Zonis died on November 15, 2020.

== Select publications ==
- The Kimchi Matters: Global Business and Local Politics in a Crisis-Driven World
- The East European Opportunity: The Complete Business Guide and Sourcebook 1992 Zonis and co-author Dwight Semler here outlined business opportunities in six Eastern European countries during the post-Soviet transition. Designed to provide business travellers with a concise reference, this guide provides information on the geography, historical background, economy and present political status of Poland, Romania, Yugoslavia, Bulgaria, Czechoslovakia and Hungary.
- Majestic Failure: The Fall of the Shah
This is a psychoanalytic and historical portrait of the late Shah of Iran Mohammad Reza Pahlavi (1919–1980) whom Zonis knew personally.
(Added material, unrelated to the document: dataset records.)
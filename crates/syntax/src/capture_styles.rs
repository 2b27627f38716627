// Chunk: docs/chunks/treesitter_lexer - Capture name to style id mapping

//! Mapping from tree-sitter capture names to buffer style ids.
//!
//! Capture names are dotted (`function.method`, `comment.documentation`).
//! A lookup tries the exact name first, then drops trailing segments one at
//! a time, so a mapping for `comment` also covers `comment.block.doc`.

use multicaret_buffer::StyleId;
use std::collections::HashMap;

#[derive(Debug, Clone, Default, PartialEq, Eq)]
pub struct CaptureStyles {
    styles: HashMap<String, StyleId>,
}

impl CaptureStyles {
    /// An empty mapping; every capture resolves to nothing.
    pub fn new() -> Self {
        Self::default()
    }

    /// Maps the common highlight-query capture names onto the predefined
    /// style ids.
    pub fn standard() -> Self {
        let mut styles = Self::new();
        styles.insert("keyword", StyleId::KEYWORD);
        styles.insert("number", StyleId::NUMBER);
        styles.insert("constant.numeric", StyleId::NUMBER);
        styles.insert("comment", StyleId::COMMENT_LINE);
        styles.insert("comment.block", StyleId::COMMENT_BLOCK);
        styles.insert("comment.documentation", StyleId::COMMENT_BLOCK);
        styles.insert("preproc", StyleId::COMMENT_PREPROCESSOR);
        styles.insert("keyword.directive", StyleId::COMMENT_PREPROCESSOR);
        styles.insert("string", StyleId::DOUBLE_QUOTE_STRING);
        styles.insert("escape", StyleId::DOUBLE_QUOTE_ESCAPE_VALID);
        styles.insert("string.escape", StyleId::DOUBLE_QUOTE_ESCAPE_VALID);
        styles.insert("character", StyleId::SINGLE_QUOTE_STRING);
        styles
    }

    /// Maps `capture` (and, through prefix fallback, its sub-captures) to
    /// `style`, replacing any previous mapping for the same name.
    pub fn insert(&mut self, capture: impl Into<String>, style: StyleId) {
        self.styles.insert(capture.into(), style);
    }

    pub fn remove(&mut self, capture: &str) -> Option<StyleId> {
        self.styles.remove(capture)
    }

    pub fn len(&self) -> usize {
        self.styles.len()
    }

    pub fn is_empty(&self) -> bool {
        self.styles.is_empty()
    }

    /// Resolves a capture name, falling back to ever shorter dotted
    /// prefixes.
    pub fn style_for_capture(&self, capture: &str) -> Option<StyleId> {
        let mut name = capture;
        loop {
            if let Some(style) = self.styles.get(name) {
                return Some(*style);
            }
            let (prefix, _) = name.rsplit_once('.')?;
            name = prefix;
        }
    }
}

#[cfg(test)]
mod tests {
    use super::*;

    #[test]
    fn test_exact_match() {
        let styles = CaptureStyles::standard();
        assert_eq!(styles.style_for_capture("keyword"), Some(StyleId::KEYWORD));
        assert_eq!(
            styles.style_for_capture("comment.documentation"),
            Some(StyleId::COMMENT_BLOCK)
        );
    }

    #[test]
    fn test_prefix_fallback() {
        let styles = CaptureStyles::standard();
        assert_eq!(
            styles.style_for_capture("keyword.control.return"),
            Some(StyleId::KEYWORD)
        );
        assert_eq!(
            styles.style_for_capture("string.special.path"),
            Some(StyleId::DOUBLE_QUOTE_STRING)
        );
    }

    #[test]
    fn test_unknown_capture() {
        let styles = CaptureStyles::standard();
        assert_eq!(styles.style_for_capture("punctuation.bracket"), None);
        assert_eq!(CaptureStyles::new().style_for_capture("keyword"), None);
    }

    #[test]
    fn test_custom_style_overrides() {
        let mut styles = CaptureStyles::standard();
        let function = StyleId::custom(0);
        styles.insert("function", function);
        styles.insert("keyword", StyleId::custom(1));
        assert_eq!(styles.style_for_capture("function.method"), Some(function));
        assert_eq!(styles.style_for_capture("keyword"), Some(StyleId::custom(1)));
        assert_eq!(styles.remove("function"), Some(function));
        assert_eq!(styles.style_for_capture("function.method"), None);
    }
}
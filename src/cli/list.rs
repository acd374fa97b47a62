//! `vaultprep list` — list vault notes with optional filters

use crate::cli::print_matches;
use crate::error::{PrepError, Result};
use crate::types::{MatchKind, SearchMatch};
use crate::vault::{extract_all_tags, FsVault, NoteStore};
use chrono::{DateTime, Utc};
use std::path::Path;

pub fn run(
    vault_dir: &Path,
    tag: Option<&str>,
    modified_after: Option<&str>,
    json: bool,
) -> Result<()> {
    let vault = FsVault::open(vault_dir)?;

    let cutoff: Option<DateTime<Utc>> = match modified_after {
        Some(raw) => Some(
            DateTime::parse_from_rfc3339(raw)
                .map_err(|e| {
                    PrepError::Other(format!("Invalid modified-after timestamp '{}': {}", raw, e))
                })?
                .with_timezone(&Utc),
        ),
        None => None,
    };

    let mut matches: Vec<SearchMatch> = Vec::new();
    for note in vault.list_all()? {
        let tags = extract_all_tags(&note);

        if let Some(wanted) = tag {
            if !tags.iter().any(|t| t.eq_ignore_ascii_case(wanted)) {
                continue;
            }
        }

        let modified_at = vault.modified_at(&note.path)?;
        if let Some(cutoff) = cutoff {
            if modified_at <= cutoff {
                continue;
            }
        }

        matches.push(SearchMatch {
            path: note.path,
            title: note.title,
            tags,
            modified_at,
            match_kind: MatchKind::List,
            distance: None,
        });
    }

    print_matches(&matches, json)
}
//! Vault access layer
//!
//! Provides the two collaborator seams the relevance engine is built
//! against: a note store (load, list, link-graph traversal) and a keyword
//! search index (title, content, tag). Both are implemented by [`FsVault`],
//! which reads a directory of markdown notes with YAML frontmatter and
//! `[[wikilinks]]`.

pub mod fs;

pub use fs::FsVault;

use crate::error::Result;
use crate::types::Note;
use chrono::{DateTime, Utc};
use once_cell::sync::Lazy;
use regex::Regex;
use std::collections::BTreeSet;
use std::path::{Path, PathBuf};

/// Inline `#tag` pattern: starts with a letter, may contain nested segments
static INLINE_TAG_RE: Lazy<Regex> =
    Lazy::new(|| Regex::new(r"#([A-Za-z][A-Za-z0-9_/-]*)").expect("valid inline tag pattern"));

/// Note store contract: load notes and walk the link graph
pub trait NoteStore {
    /// Load a note by vault-relative path
    fn load(&self, path: &Path) -> Result<Note>;

    /// All notes in the vault
    fn list_all(&self) -> Result<Vec<Note>>;

    /// Paths reachable from `anchor` within `depth` hops
    ///
    /// Follows outgoing wikilinks, and backlinks too when
    /// `include_backlinks` is set, at every hop. The anchor itself is not
    /// part of the result.
    fn traverse(
        &self,
        anchor: &Path,
        depth: usize,
        include_backlinks: bool,
    ) -> Result<BTreeSet<PathBuf>>;

    /// Modification timestamp from a fresh storage stat
    fn modified_at(&self, path: &Path) -> Result<DateTime<Utc>>;
}

/// Keyword search contract over the vault
///
/// Title and content matching is case-insensitive substring; tag matching is
/// case-insensitive exact.
pub trait SearchIndex {
    fn search_by_title(&self, term: &str) -> Result<Vec<Note>>;
    fn search_content(&self, term: &str) -> Result<Vec<Note>>;
    fn search_by_tag(&self, term: &str) -> Result<Vec<Note>>;
}

/// Extract the full tag set of a note
///
/// Union of frontmatter `tags` (a YAML sequence, or a comma-separated
/// string) and inline `#tags` found in the content.
pub fn extract_all_tags(note: &Note) -> BTreeSet<String> {
    let mut tags = BTreeSet::new();

    match note.frontmatter.get("tags") {
        Some(serde_yaml::Value::Sequence(seq)) => {
            for value in seq {
                if let Some(tag) = value.as_str() {
                    let tag = tag.trim().trim_start_matches('#');
                    if !tag.is_empty() {
                        tags.insert(tag.to_string());
                    }
                }
            }
        }
        Some(serde_yaml::Value::String(s)) => {
            for tag in s.split(',') {
                let tag = tag.trim().trim_start_matches('#');
                if !tag.is_empty() {
                    tags.insert(tag.to_string());
                }
            }
        }
        _ => {}
    }

    for capture in INLINE_TAG_RE.captures_iter(&note.content) {
        tags.insert(capture[1].to_string());
    }

    tags
}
Zonis contends that as the Shah's core psychological relationships failed in the 1970s he regressed into his essential passivity and dependence, making him incapable of facing the challenge from the Iranian Revolution. The main sources of the Shah's psychic support that maintained his psychic equilibrium were the admiration of his subjects, several friendships dating from childhood, a belief in special divine protection, and his alliance with the U.S. government.
The range of psychoanalytic interpretation in the book is wide-ranging and fine-grained; while one chapter examines his relationships with his father and mother, another looks at the Shah's obsessions with flying and heights, While he was much closer to his mother, the Shah only mentions her 12 times in the first volume of his autobiography while he references his father 784 times.
- The Political Elite of Iran
Zonis' first published book is an examination of the political class of Iran up until the late 1960s. Zonis studied not only those who held formal office, but identified approximately 3,000 people who exercised significant influence over the allocation of resources and values. He classified the ten percent of this group who exercised the most influence as his data universe. The interactions between the Shah and this group were then investigated. Zonis managed to interview a large cross section of this elite group. He concluded that the longer members of this elite group of 300 participated in the Shah's political system, the more likely they were to exhibit attributes of insecurity, cynicism, and mistrust.